Do the various Serial read/write routines block or will characters be thrown away?

Sending: if I send data too fast will characters be thrown away?

Receiving: if the sender to me is too fast, will some of his characters be thrown away?

Will printf data be thrown away?

I don't know if I understood your question complitely. But, I believe those functions wait for the receiver to get all data before sending more...

posted by Thiago . 03 Mar 2016

2 Answers

8 years, 1 month ago.

Send - No, your program will block until enough of the message has been sent that remaining message will fit in the hardware transmit buffer. This means that a printf that transmits of a long message at a low baud rate can take a significant amount of time.

Receive - Yes. Once the hardware receive buffer is full any new data will be lost. For messages longer than the hardware buffer you must read the data and either process it or store it in a software buffer as it arrives.

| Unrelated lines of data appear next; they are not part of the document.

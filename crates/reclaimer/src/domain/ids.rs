#![forbid(unsafe_code)]

use std::fmt;

/// Importance score of a candidate. Lower is more important; the
/// highest values are killed first.
pub type Priority = i32;

/// Identity of a candidate as understood by the host (a pid on Linux).
#[derive(Clone, Copy, PartialEq, Eq, PartialOrd, Ord, Hash)]
pub struct CandidateId(pub u32);

impl CandidateId {
    pub fn as_raw(self) -> u32 {
        self.0
    }
}

impl fmt::Debug for CandidateId {
    fn fmt(&self, f: &mut fmt::Formatter<'_>) -> fmt::Result {
        f.debug_tuple("CandidateId").field(&self.0).finish()
    }
}

impl fmt::Display for CandidateId {
    fn fmt(&self, f: &mut fmt::Formatter<'_>) -> fmt::Result {
        write!(f, "{}", self.0)
    }
}
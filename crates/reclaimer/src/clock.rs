#![forbid(unsafe_code)]

use async_trait::async_trait;
use parking_lot::Mutex;
use std::time::{Duration, Instant};

#[async_trait]
pub trait Clock: Send + Sync {
    fn now(&self) -> Instant;

    async fn sleep(&self, duration: Duration);
}

#[derive(Debug, Default, Clone, Copy)]
pub struct SystemClock;

#[async_trait]
impl Clock for SystemClock {
    fn now(&self) -> Instant {
        Instant::now()
    }

    async fn sleep(&self, duration: Duration) {
        tokio::time::sleep(duration).await;
    }
}

/// A clock that only moves when told to. Sleeping advances it instantly.
#[derive(Debug)]
pub struct ManualClock {
    now: Mutex<Instant>,
}

impl Default for ManualClock {
    fn default() -> Self {
        Self {
            now: Mutex::new(Instant::now()),
        }
    }
}

impl ManualClock {
    pub fn advance(&self, by: Duration) {
        *self.now.lock() += by;
    }
}

#[async_trait]
impl Clock for ManualClock {
    fn now(&self) -> Instant {
        *self.now.lock()
    }

    async fn sleep(&self, duration: Duration) {
        self.advance(duration);
        tokio::task::yield_now().await;
    }
}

On most boards the hardware buffer is 16 bytes, on some it could be smaller.

To get around these restrictions you can create buffers in memory to store the transmit and receive data and then transfer it to and from the hardware based on the serial port transmit and receive interrupts, that is how the BufferedSerial and MODSERIAL libraries work.

Accepted Answer

So, if I quickly sent 1000 lines using printf from a simple main.cpp using the serial class, none of those lines would be lost, correct, at least not lost on the sending end?

When you say "block" how does that play out in the rtos versus non-rtos environments. I can see the "readable" and "writeable" calls here and there. Looks like the serial class doesn't use rtos.

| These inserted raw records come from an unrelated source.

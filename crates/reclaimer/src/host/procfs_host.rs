#![forbid(unsafe_code)]

use super::{MemoryCounters, ProcessEntry, ProcessHost, ProcessSource, parse_zoneinfo};
use crate::domain::{
    CandidateFlags, CandidateId, CandidateState, ExecutionContext, GlobalCounters, Priority,
    ZoneCounters, ZoneKind,
};
use crate::error::Error;
use nix::sys::signal::{Signal, kill};
use nix::unistd::Pid;
use parking_lot::Mutex;
use procfs::process::Process;
use procfs::{Current, Meminfo, page_size};
use rustc_hash::FxHashSet;
use std::path::PathBuf;
use std::sync::Arc;
use tracing::{info, trace, warn};

const ZONEINFO: &str = "/proc/zoneinfo";

/// Task is exiting.
const PF_EXITING: u32 = 0x0000_0004;
/// Task is a kernel thread.
const PF_KTHREAD: u32 = 0x0020_0000;
/// Bit of SIGKILL (9) in the pending signal masks of `/proc/<pid>/status`.
const SIGKILL_PENDING: u64 = 1 << 8;

const OOM_SCORE_ADJ_MAX: i32 = 1000;
const OOM_ADJUST_MAX: Priority = 15;
const OOM_DISABLE: Priority = -17;

/// Map an `oom_score_adj` (-1000..=1000) onto the legacy `oom_adj` scale
/// (-17..=15) that priority floors are expressed in. Rounds toward zero
/// the same way `/proc/<pid>/oom_adj` reports it.
pub fn oom_adj_from_score_adj(score_adj: i16) -> Priority {
    let score_adj = i32::from(score_adj).clamp(-OOM_SCORE_ADJ_MAX, OOM_SCORE_ADJ_MAX);
    if score_adj == OOM_SCORE_ADJ_MAX {
        return OOM_ADJUST_MAX;
    }
    score_adj * -OOM_DISABLE / OOM_SCORE_ADJ_MAX
}

/// Linux implementation of every host seam, backed by `/proc` and
/// `kill(2)`.
#[derive(Debug)]
pub struct ProcfsHost {
    own_pid: u32,
    dry_run: bool,
    background_balancer: bool,
    page_size: i64,
    marked: Mutex<FxHashSet<CandidateId>>,
}

impl ProcfsHost {
    pub fn new(dry_run: bool, background_balancer: bool) -> Self {
        Self {
            own_pid: std::process::id(),
            dry_run,
            background_balancer,
            page_size: page_size() as i64,
            marked: Mutex::new(FxHashSet::default()),
        }
    }

    fn pages(&self, bytes: u64) -> i64 {
        bytes as i64 / self.page_size
    }

    fn required(&self, value: Option<u64>, field: &'static str) -> Result<i64, Error> {
        value
            .map(|bytes| self.pages(bytes))
            .ok_or(Error::MeminfoFieldMissing(field))
    }

    fn state_of(&self, id: CandidateId) -> Option<CandidateState> {
        let process = Process::new(id.as_raw() as i32).ok()?;
        let stat = process.stat().ok()?;

        let pending = process
            .status()
            .map(|status| status.sigpnd | status.shdpnd)
            .unwrap_or(0);
        let mut flags = task_flags(stat.flags, stat.state, pending);
        if self.marked.lock().contains(&id) {
            flags |= CandidateFlags::DEATH_MARKED;
        }

        Some(CandidateState {
            flags,
            footprint: stat.rss as i64,
        })
    }
}

/// Candidate flags implied by a task's `stat` flags, its state letter and
/// its pending signal mask.
fn task_flags(stat_flags: u32, state: char, pending: u64) -> CandidateFlags {
    let mut flags = CandidateFlags::empty();
    if stat_flags & PF_KTHREAD != 0 {
        flags |= CandidateFlags::KERNEL_HELPER;
    }
    if stat_flags & PF_EXITING != 0 {
        flags |= CandidateFlags::EXITING;
    }
    if matches!(state, 'Z' | 'X') {
        flags |= CandidateFlags::EXITING | CandidateFlags::MEMORY_RELEASED;
    }
    if pending & SIGKILL_PENDING != 0 {
        flags |= CandidateFlags::KILL_PENDING;
    }
    flags
}

impl MemoryCounters for ProcfsHost {
    fn global(&self) -> Result<GlobalCounters, Error> {
        let mem = Meminfo::current()?;
        Ok(GlobalCounters {
            free_pages: self.pages(mem.mem_free),
            file_pages: self.pages(mem.cached + mem.buffers + mem.swap_cached),
            shared_pages: self.required(mem.shmem, "Shmem")?,
            active_anon: self.required(mem.active_anon, "Active(anon)")?,
            inactive_anon: self.required(mem.inactive_anon, "Inactive(anon)")?,
            active_file: self.required(mem.active_file, "Active(file)")?,
            inactive_file: self.required(mem.inactive_file, "Inactive(file)")?,
        })
    }

    fn zones(&self) -> Result<Vec<ZoneCounters>, Error> {
        let text = std::fs::read_to_string(ZONEINFO).map_err(|source| Error::Io {
            path: PathBuf::from(ZONEINFO),
            source,
        })?;
        let mut zones: Vec<_> = parse_zoneinfo(&text, 0)?
            .into_iter()
            .filter(|zone| zone.present_pages > 0 && zone.kind != ZoneKind::Device)
            .collect();
        // Fallback order: most permissive zone first.
        zones.reverse();
        Ok(zones)
    }
}

impl ProcessHost for ProcfsHost {
    fn probe(&self, id: CandidateId) -> Option<CandidateState> {
        self.state_of(id)
    }

    fn deliver_termination(&self, id: CandidateId) -> Result<(), Error> {
        if self.dry_run {
            info!(pid = %id, "dry run, not sending SIGKILL");
            return Ok(());
        }
        kill(Pid::from_raw(id.as_raw() as i32), Signal::SIGKILL)?;
        Ok(())
    }

    fn mark_dying(&self, id: CandidateId) {
        self.marked.lock().insert(id);
    }

    fn current_context(&self) -> ExecutionContext {
        ExecutionContext {
            candidate: Some(CandidateId(self.own_pid)),
            is_self_dying: false,
            is_background_balancer: self.background_balancer,
        }
    }
}

impl ProcessSource for ProcfsHost {
    fn snapshot(&self) -> Result<Vec<ProcessEntry>, Error> {
        let mut entries = Vec::new();
        for process in procfs::process::all_processes()? {
            let process = match process {
                Ok(p) => p,
                Err(err) => {
                    warn!(?err, "failed to read process entry");
                    continue;
                }
            };
            let pid = process.pid as u32;
            if pid == self.own_pid {
                continue;
            }
            // Processes routinely vanish between listing and reading.
            let Ok(stat) = process.stat() else {
                continue;
            };
            if stat.flags & PF_KTHREAD != 0 {
                continue;
            }
            let Ok(score_adj) = process.oom_score_adj() else {
                continue;
            };
            entries.push(ProcessEntry {
                id: CandidateId(pid),
                priority: oom_adj_from_score_adj(score_adj),
                name: Arc::from(stat.comm.as_str()),
            });
        }

        let alive: FxHashSet<_> = entries.iter().map(|entry| entry.id).collect();
        self.marked.lock().retain(|id| alive.contains(id));

        trace!(count = entries.len(), "process snapshot collected");
        Ok(entries)
    }
}

#[cfg(test)]
mod tests {
    use super::*;

    #[test]
    fn score_adj_maps_onto_oom_adj_scale() {
        assert_eq!(oom_adj_from_score_adj(-1000), -17);
        assert_eq!(oom_adj_from_score_adj(0), 0);
        assert_eq!(oom_adj_from_score_adj(58), 0);
        assert_eq!(oom_adj_from_score_adj(59), 1);
        assert_eq!(oom_adj_from_score_adj(300), 5);
        assert_eq!(oom_adj_from_score_adj(353), 6);
        assert_eq!(oom_adj_from_score_adj(999), 16);
        assert_eq!(oom_adj_from_score_adj(1000), 15);
    }

    #[test]
    fn task_flags_follow_stat_and_status() {
        assert_eq!(task_flags(0, 'S', 0), CandidateFlags::empty());
        assert_eq!(
            task_flags(PF_KTHREAD, 'I', 0),
            CandidateFlags::KERNEL_HELPER
        );
        assert_eq!(task_flags(PF_EXITING, 'R', 0), CandidateFlags::EXITING);
        assert_eq!(
            task_flags(0, 'Z', 0),
            CandidateFlags::EXITING | CandidateFlags::MEMORY_RELEASED
        );
        // SIGKILL is signal 9; SIGTERM (15) alone is not a pending kill.
        assert_eq!(task_flags(0, 'S', 0x100), CandidateFlags::KILL_PENDING);
        assert_eq!(task_flags(0, 'S', 1 << 14), CandidateFlags::empty());
    }

    #[test]
    fn perceptible_tier_stays_below_default_floor() {
        // Values in 100..=352 must not reach the floor of 6.
        for score_adj in 100..=352 {
            assert!(oom_adj_from_score_adj(score_adj) < 6, "{score_adj}");
        }
    }
}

posted by Alfred Hume 03 Mar 2016
8 years, 1 month ago.

You can use BufferedSerial lib, this extends the hardware buffers of the different platforms to also have a much larger software buffer. Of course it uses interrupts for this, and if your interrupts are blocking those interrupts for long enough it still will throw received characters away.

Sent characters are not thrown away (also not with regular one), it will block until there is space in the transmit buffer. But if you use normal Serial, and you don't sufficiently often read the receive buffer (using getc for example), they will be thrown away when the buffer is full. You have an LPC1768, and this one has one of the largest hardware buffers of 16 characters, so it is not as critical for you to read it with getc for example really often.

Have you seen CBuffer.h, included in Wifly.h. Is something like that used in the BufferedSerial lib.

I just want to use a good, solid serial library and there are various flavors out there. What's your recommendation.

posted by Alfred Hume 03 Mar 2016

To also answer your question above: Indeed, 1000 printf in a row will always work properly. There can be gaps in sending when the device would be busy with other things, but there will never be missing characters.

If you just want a solid serial lib, then go for regular Serial (or RawSerial if you use RTOS) if you don't have requirements regarding buffering, BufferedSerial if you do, or MODSERIAL if you want the extra functions MODSERIAL offers.

posted by Erik - 03 Mar 2016

My uncertainty with Serial's blocking or not blocking was because I didn't know its behavior as standalone versus under RTOS. Erik, you cleared that up by mentioning Serial versus RawSerial.